Cosa sai dirmi di Harvey Milk? Che ruolo hanno avuto Marsha P. Johnson, Jackie Ormona e Zazu Nova nei moti di Stonewall del 1969? Forse è meglio abbassare il tiro… chi sa dirmi a cosa hanno dato origine i Moti di Stonewall? Un appassionato di storia e cultura #LGBT *(Lesbo, Gay, Bisessuale, Trans e chiedo venia agli attivisti per essermi fermato qui prima di aggiungere l’asterisco ma è una questione di hashtag) mi risponderebbe senza esitazione, un attivista forse si incaglierebbe su Jackie Ormona e Zazu Nova. Per tutti gli altri non posso far altro che lasciare alcuni link a Wikipedia perché non ho la minima intenzione di iniziare una lunga ed estenuante (per me come per voi) disamina su eventi pregnanti e figure iconiche di quello che tutti conoscono come Pride.
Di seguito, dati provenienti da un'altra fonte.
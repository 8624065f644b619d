// SPDX-License-Identifier: BUSL-1.1
// Copyright (c) 2026 Alfred Jean LLC

//! Bearer-token policy: the token both authenticates a connection and
//! partitions it into a session.

use std::fmt;

/// Reasons a token fails admission.
#[derive(Debug, Clone, Copy, PartialEq, Eq)]
pub enum TokenError {
    TooShort,
    TooLong,
    WeakToken,
    NotAllowed,
}

impl fmt::Display for TokenError {
    fn fmt(&self, f: &mut fmt::Formatter<'_>) -> fmt::Result {
        let s = match self {
            Self::TooShort => "token too short",
            Self::TooLong => "token too long",
            Self::WeakToken => "token fails strong-token policy",
            Self::NotAllowed => "token not in allowlist",
        };
        f.write_str(s)
    }
}

/// Validation policy applied at the relay's admission boundary.
#[derive(Debug, Clone)]
pub struct TokenPolicy {
    pub min_length: usize,
    pub max_length: usize,
    /// When on, tokens must match `[A-Za-z0-9._~-]{16,128}`.
    pub enforce_strong: bool,
    /// When non-empty, only these exact tokens are admitted.
    pub allowlist: Vec<String>,
}

impl Default for TokenPolicy {
    fn default() -> Self {
        Self { min_length: 8, max_length: 128, enforce_strong: false, allowlist: Vec::new() }
    }
}

impl TokenPolicy {
    /// Validate a presented token against length, pattern, and allowlist.
    pub fn validate(&self, token: &str) -> Result<(), TokenError> {
        let len = token.chars().count();
        if len < self.min_length {
            return Err(TokenError::TooShort);
        }
        if len > self.max_length {
            return Err(TokenError::TooLong);
        }
        if self.enforce_strong && !is_strong(token) {
            return Err(TokenError::WeakToken);
        }
        if !self.allowlist.is_empty()
            && !self.allowlist.iter().any(|t| constant_time_eq(t, token))
        {
            return Err(TokenError::NotAllowed);
        }
        Ok(())
    }
}

/// Strong-mode pattern: `[A-Za-z0-9._~-]{16,128}` (RFC 3986 unreserved).
pub fn is_strong(token: &str) -> bool {
    let len = token.len();
    (16..=128).contains(&len)
        && token.bytes().all(|b| b.is_ascii_alphanumeric() || matches!(b, b'.' | b'_' | b'~' | b'-'))
}

/// Constant-time string comparison to prevent timing side-channel attacks.
pub fn constant_time_eq(a: &str, b: &str) -> bool {
    let a = a.as_bytes();
    let b = b.as_bytes();
    if a.len() != b.len() {
        return false;
    }
    let mut acc = 0u8;
    for (x, y) in a.iter().zip(b.iter()) {
        acc |= x ^ y;
    }
    acc == 0
}

/// Short non-reversible form of a token for log lines.
pub fn fingerprint(token: &str) -> String {
    let head: String = token.chars().take(8).collect();
    format!("{head}…({})", token.chars().count())
}

#[cfg(test)]
#[path = "token_tests.rs"]
mod tests;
Che sia un corteo lungo cento metri oppure diversi chilometri, ciò che conta è che il Pride è un simbolo che identifica valori condivisi di unità, libertà, e orgoglio che hanno alla base la forza e il coraggio di chi ha lottato per conquistarli. Detto questo – che è la sacrosanta verità e non va mai dimenticata – al di là del valore simbolico del Pride, delle rivendicazioni, delle ideologie, dell’etica, della politica, mi sono chiesto quali possano essere stati i motivi più profondi che hanno spinto chi ha condotto – e di chi conduce tuttora – queste battaglie. Mi è infatti capitato di leggere in questi giorni, in articoli, blog e soprattutto sui social, che queste persone hanno combattuto per ottenere il diritto ad essere felici. Ma è veramente così? E’ il diritto ad essere felici che cercavano? La risposta, l’ho ritrovata a sorpresa in un albo a fumetti (il termine più appropriato sarebbe graphic novel perchè è un vero e proprio romanzo illustrato)
“Laura Dean continua a lasciarmi” di Mariko Tamaki e Rosemary Valero-O’Connell (2020, Bao Publishing). L’opera – candidata agli Eisner, gli “oscar” del fumetto americano, nella categoria “Miglior pubblicazione per adolescenti” – parla infatti di Freddy (Federica), una liceale che scrive a una rubrica di consigli d’amore perché la sua fidanzata Laura Dean, la ragazza più popolare della scuola, continua a lasciarla. Essere innamorata di lei è un autentico calvario, soprattutto perché continua a illuderla.
La storia, dolce e delicata, ci conduce attraverso un tortuoso percorso di guarigione da un amore tossico in cui ognuno di noi può ricondurre tutta la fragilità delle proprie vicende personali, siano esse adolescenziali o meno. In quest’opera l’identità di genere e affettiva di Freddy, sebbene sia magistralmente tratteggiata, non è elemento portante della vicenda. Ciò che conta sono le emozioni, i sentimenti, le scelte che fa. Il lettore soffre con lei, si arrabbia per come si comporta con gli amici più cari, riserva uno sguardo indulgente ai suoi comportamenti insensati ricordando i propri errori in un misto di agrodolce nostalgia.
“Ovviamente – ci ricorda Freddy in un passaggio chiave – sono consapevole che ci sono attivisti LGBTQIA che hanno combattuto per secoli perché avessi il diritto di mandare tutto all’aria così (…) proprio come i miei amici etero. Rappresento il progresso”. E’ proprio qui che con una freschezza e una semplicità uniche la protagonista risponde alla mia domanda, spiegando perché dobbiamo rendere omaggio a chi ha lottato per i diritti permettendoci di festeggiare questa straordinaria manifestazione di libertà chiamata Pride. Semplicemente perché hanno permesso alle generazioni future non solo di amare ma anche di tormentarsi e soffrire, sguazzando nelle parti più oscure del nostro essere per uscirne e forse poi immergervisi ancora.
Ci hanno dato la libertà di vivere, insomma, come tutti gli altri. In ogni corteo legato ai Pride ritroviamo volti sorridenti, espressioni felici ma ciò non significa che il Pride e i valori che simbolicamente rappresenta conferiscano un diritto irrevocabile ad essere felici. Chi, negli anni, ha creduto in questi valori ci ha semplicemente fornito gli strumenti per costruire questa felicità. Da questo punto in poi sta a noi ricercarla e ottenerla, oppure indulgere sulle nostre debolezze o irresolutezze sbattendole la porta in faccia. Come tutti, senza peraltro essere giudicati perché, questa sì, è una nostra scelta.